Linux-Fsdevel Archive on lore.kernel.org
 help / color / Atom feed
From: ira.weiny@intel.com
To: linux-kernel@vger.kernel.org
Cc: Ira Weiny <ira.weiny@intel.com>,
	Alexander Viro <viro@zeniv.linux.org.uk>,
	"Darrick J. Wong" <darrick.wong@oracle.com>,
	Dan Williams <dan.j.williams@intel.com>,
	Dave Chinner <david@fromorbit.com>,
	Christoph Hellwig <hch@lst.de>,
	"Theodore Y. Ts'o" <tytso@mit.edu>, Jan Kara <jack@suse.cz>,
	linux-ext4@vger.kernel.org, linux-xfs@vger.kernel.org,
	linux-fsdevel@vger.kernel.org
Subject: [RFC PATCH V2 07/12] fs: Add locking for a dynamic inode 'mode'
Date: Fri, 10 Jan 2020 11:29:37 -0800
Message-ID: <20200110192942.25021-8-ira.weiny@intel.com> (raw)
In-Reply-To: <20200110192942.25021-1-ira.weiny@intel.com>

From: Ira Weiny <ira.weiny@intel.com>

DAX requires special address space operations but many other functions
check the IS_DAX() mode.

DAX is a property of the inode thus we define an inode mode lock as an
inode operation which file systems can optionally define.

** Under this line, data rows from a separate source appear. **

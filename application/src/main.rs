use std::{io, process::ExitCode, sync::OnceLock};

use application::{args, view, Args, Config, Service};
use secrecy::SecretBox;
use service::{
    command::{EnsureSeeded, SignIn, SignOut},
    domain::{session::Password, user},
    infra::File,
    query::{self, IsAuthenticated},
    Command as _, Query as _,
};
use tracing as log;
use tracing_subscriber::{
    filter::filter_fn,
    layer::{Layer as _, SubscriberExt as _},
    util::SubscriberInitExt as _,
};

const STDERR_LEVELS: &[log::Level] = &[log::Level::WARN, log::Level::ERROR];

static LOG_LEVEL: OnceLock<log::Level> = OnceLock::new();

fn main() -> ExitCode {
    tracing_subscriber::registry()
        .with(
            tracing_subscriber::fmt::layer()
                .compact()
                .with_ansi(true)
                .with_writer(io::stdout)
                .with_filter(filter_fn(|meta| {
                    meta.is_span()
                        || (!STDERR_LEVELS.contains(meta.level()))
                            && LOG_LEVEL
                                .get()
                                .copied()
                                .unwrap_or(log::Level::WARN)
                                >= *meta.level()
                })),
        )
        .with(
            tracing_subscriber::fmt::layer()
                .compact()
                .with_ansi(true)
                .with_writer(io::stderr)
                .with_filter(filter_fn(|meta| {
                    meta.is_span()
                        || (STDERR_LEVELS.contains(meta.level()))
                            && LOG_LEVEL
                                .get()
                                .copied()
                                .unwrap_or(log::Level::WARN)
                                >= *meta.level()
                })),
        )
        .init();

    start().map_or(ExitCode::FAILURE, |()| ExitCode::SUCCESS)
}

fn start() -> Result<(), ()> {
    let Args { config, command } = Args::parse().map_err(|e| {
        if e.use_stderr() {
            log::error!("failed to parse command line arguments: {e}");
        } else {
            _ = e.print();
        }
    })?;

    let config = Config::new(config).map_err(|e| {
        log::error!("failed to load `Config`: {e}");
    })?;

    LOG_LEVEL
        .set(config.log.level.into())
        .unwrap_or_else(|_| unreachable!("first initialization"));

    let service_config = config.service().map_err(|e| {
        log::error!("invalid `Config`: {e}");
    })?;
    let service = Service::new(service_config, File::new(config.storage.path));

    run(&service, command)
}

fn run(service: &Service, command: args::Command) -> Result<(), ()> {
    use args::Command as Cmd;

    match command {
        Cmd::Seed => {
            let outcome = ok(service.execute(EnsureSeeded::now()));
            println!("{}", view::seeded(&outcome));
        }
        Cmd::Login { email, password } => {
            let email = user::Email::new(email.trim().to_lowercase());
            let password = Password::new(password);
            let (Some(email), Some(password)) = (email, password) else {
                log::error!("Invalid email or password");
                return Err(());
            };
            _ = service
                .execute(SignIn {
                    email,
                    password: SecretBox::new(Box::new(password)),
                })
                .map_err(|e| log::error!("Invalid email or password: {e}"))?;
            println!("Signed in");
        }
        Cmd::Logout => {
            _ = ok(service.execute(SignOut));
            println!("Signed out");
        }
        Cmd::Users(args) => {
            authenticated(service)?;
            let listing =
                ok(service.execute(query::users::List::by(args.into())));
            println!("{}", view::users(&listing));
        }
        Cmd::User { id } => {
            authenticated(service)?;
            let user = id.trim().parse::<user::Id>().ok().and_then(|id| {
                ok(service.execute(query::user::ById::by(id)))
            });
            match user {
                Some(user) => println!("{}", view::user(&user)),
                None => {
                    println!("User not found");
                    return Err(());
                }
            }
        }
        Cmd::Summary => {
            authenticated(service)?;
            let counts = ok(service.execute(query::users::Summary::by(())));
            println!("{}", view::summary(&counts));
        }
    }
    Ok(())
}

/// Ensures the operator is signed in and the users are seeded.
fn authenticated(service: &Service) -> Result<(), ()> {
    if !ok(service.execute(IsAuthenticated)) {
        log::error!("not signed in, run `login` first");
        return Err(());
    }
    _ = ok(service.execute(EnsureSeeded::now()));
    Ok(())
}

/// Unwraps an infallible [`Result`].
fn ok<T>(res: Result<T, std::convert::Infallible>) -> T {
    match res {
        Ok(v) => v,
        Err(e) => match e {},
    }
}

This patch defines the core function callbacks as well as puts the
locking calls in place.

Signed-off-by: Ira Weiny <ira.weiny@intel.com>
---
 Documentation/filesystems/vfs.rst | 30 ++++++++++++++++
 fs/ioctl.c                        | 23 +++++++++----
 fs/open.c                         |  4 +++
 include/linux/fs.h                | 57 +++++++++++++++++++++++++++++--
 mm/fadvise.c                      | 10 ++++--
 mm/khugepaged.c                   |  2 ++
 mm/mmap.c                         |  7 ++++
 7 files changed, 123 insertions(+), 10 deletions(-)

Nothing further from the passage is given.